Exercise input:
________
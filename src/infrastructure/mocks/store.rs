//! Fault-injecting window store for testing.

use crate::application::ports::{Clock, StoreError, WindowStore};
use crate::domain::RateLimitKey;
use crate::infrastructure::memory_store::InMemoryStore;
use async_trait::async_trait;
use std::sync::atomic::{AtomicU64, Ordering};
use std::sync::{Arc, Mutex};

/// How the store misbehaves.
#[derive(Debug, Clone, Copy, PartialEq, Eq)]
pub enum FailureMode {
    /// Delegate to the in-memory store
    Healthy,
    /// Every operation returns `StoreError::Unavailable`
    Error,
    /// Every operation never completes, for deadline tests
    Hang,
}

/// Window store with switchable fault injection and operation counters.
///
/// Wraps an [`InMemoryStore`] so tests can run healthy traffic, flip the
/// store into an outage, and flip it back, asserting fail-open behavior and
/// circuit-breaker transitions along the way. Counters record attempted
/// operations regardless of mode.
#[derive(Debug)]
pub struct FlakyStore {
    inner: InMemoryStore,
    mode: Mutex<FailureMode>,
    gets: AtomicU64,
    sets: AtomicU64,
    deletes: AtomicU64,
}

impl FlakyStore {
    /// Create a healthy store whose inner TTLs follow `clock`.
    pub fn new(clock: Arc<dyn Clock>) -> Self {
        Self {
            inner: InMemoryStore::with_clock(clock),
            mode: Mutex::new(FailureMode::Healthy),
            gets: AtomicU64::new(0),
            sets: AtomicU64::new(0),
            deletes: AtomicU64::new(0),
        }
    }

    /// Switch the failure mode.
    pub fn set_mode(&self, mode: FailureMode) {
        *self
            .mode
            .lock()
            .expect("FlakyStore mutex poisoned - a test thread panicked while holding the lock") =
            mode;
    }

    /// Attempted `get` operations.
    pub fn gets(&self) -> u64 {
        self.gets.load(Ordering::Relaxed)
    }

    /// Attempted `set` operations.
    pub fn sets(&self) -> u64 {
        self.sets.load(Ordering::Relaxed)
    }

    /// Attempted `delete` operations.
    pub fn deletes(&self) -> u64 {
        self.deletes.load(Ordering::Relaxed)
    }

    fn mode(&self) -> FailureMode {
        *self
            .mode
            .lock()
            .expect("FlakyStore mutex poisoned - a test thread panicked while holding the lock")
    }
}

#[async_trait]
impl WindowStore for FlakyStore {
    async fn get(&self, key: &RateLimitKey) -> Result<Option<Vec<u64>>, StoreError> {
        self.gets.fetch_add(1, Ordering::Relaxed);
        match self.mode() {
            FailureMode::Healthy => self.inner.get(key).await,
            FailureMode::Error => Err(StoreError::Unavailable("injected fault".to_string())),
            FailureMode::Hang => std::future::pending().await,
        }
    }

    async fn set(
        &self,
        key: &RateLimitKey,
        window: Vec<u64>,
        ttl_seconds: u64,
    ) -> Result<(), StoreError> {
        self.sets.fetch_add(1, Ordering::Relaxed);
        match self.mode() {
            FailureMode::Healthy => self.inner.set(key, window, ttl_seconds).await,
            FailureMode::Error => Err(StoreError::Unavailable("injected fault".to_string())),
            FailureMode::Hang => std::future::pending().await,
        }
    }

    async fn delete(&self, key: &RateLimitKey) -> Result<(), StoreError> {
        self.deletes.fetch_add(1, Ordering::Relaxed);
        match self.mode() {
            FailureMode::Healthy => self.inner.delete(key).await,
            FailureMode::Error => Err(StoreError::Unavailable("injected fault".to_string())),
            FailureMode::Hang => std::future::pending().await,
        }
    }
}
________
Aim of the exercise: An exact copy of the data is needed.

Task result:
filename src/infrastructure/mocks/store.rs
//! Fault-injecting window store for testing.

use crate::application::ports::{Clock, StoreError, WindowStore};
use crate::domain::RateLimitKey;
use crate::infrastructure::memory_store::InMemoryStore;
use async_trait::async_trait;
use std::sync::atomic::{AtomicU64, Ordering};
use std::sync::{Arc, Mutex};

/// How the store misbehaves.
#[derive(Debug, Clone, Copy, PartialEq, Eq)]
pub enum FailureMode {
    /// Delegate to the in-memory store
    Healthy,
    /// Every operation returns `StoreError::Unavailable`
    Error,
    /// Every operation never completes, for deadline tests
    Hang,
}

/// Window store with switchable fault injection and operation counters.
///
/// Wraps an [`InMemoryStore`] so tests can run healthy traffic, flip the
/// store into an outage, and flip it back, asserting fail-open behavior and
/// circuit-breaker transitions along the way. Counters record attempted
/// operations regardless of mode.
#[derive(Debug)]
pub struct FlakyStore {
    inner: InMemoryStore,
    mode: Mutex<FailureMode>,
    gets: AtomicU64,
    sets: AtomicU64,
    deletes: AtomicU64,
}

impl FlakyStore {
    /// Create a healthy store whose inner TTLs follow `clock`.
    pub fn new(clock: Arc<dyn Clock>) -> Self {
        Self {
            inner: InMemoryStore::with_clock(clock),
            mode: Mutex::new(FailureMode::Healthy),
            gets: AtomicU64::new(0),
            sets: AtomicU64::new(0),
            deletes: AtomicU64::new(0),
        }
    }

    /// Switch the failure mode.
    pub fn set_mode(&self, mode: FailureMode) {
        *self
            .mode
            .lock()
            .expect("FlakyStore mutex poisoned - a test thread panicked while holding the lock") =
            mode;
    }

    /// Attempted `get` operations.
    pub fn gets(&self) -> u64 {
        self.gets.load(Ordering::Relaxed)
    }

    /// Attempted `set` operations.
    pub fn sets(&self) -> u64 {
        self.sets.load(Ordering::Relaxed)
    }

    /// Attempted `delete` operations.
    pub fn deletes(&self) -> u64 {
        self.deletes.load(Ordering::Relaxed)
    }

    fn mode(&self) -> FailureMode {
        *self
            .mode
            .lock()
            .expect("FlakyStore mutex poisoned - a test thread panicked while holding the lock")
    }
}

#[async_trait]
impl WindowStore for FlakyStore {
    async fn get(&self, key: &RateLimitKey) -> Result<Option<Vec<u64>>, StoreError> {
        self.gets.fetch_add(1, Ordering::Relaxed);
        match self.mode() {
            FailureMode::Healthy => self.inner.get(key).await,
            FailureMode::Error => Err(StoreError::Unavailable("injected fault".to_string())),
            FailureMode::Hang => std::future::pending().await,
        }
    }

    async fn set(
        &self,
        key: &RateLimitKey,
        window: Vec<u64>,
        ttl_seconds: u64,
    ) -> Result<(), StoreError> {
        self.sets.fetch_add(1, Ordering::Relaxed);
        match self.mode() {
            FailureMode::Healthy => self.inner.set(key, window, ttl_seconds).await,
            FailureMode::Error => Err(StoreError::Unavailable("injected fault".to_string())),
            FailureMode::Hang => std::future::pending().await,
        }
    }

    async fn delete(&self, key: &RateLimitKey) -> Result<(), StoreError> {
        self.deletes.fetch_add(1, Ordering::Relaxed);
        match self.mode() {
            FailureMode::Healthy => self.inner.delete(key).await,
            FailureMode::Error => Err(StoreError::Unavailable("injected fault".to_string())),
            FailureMode::Hang => std::future::pending().await,
        }
    }
}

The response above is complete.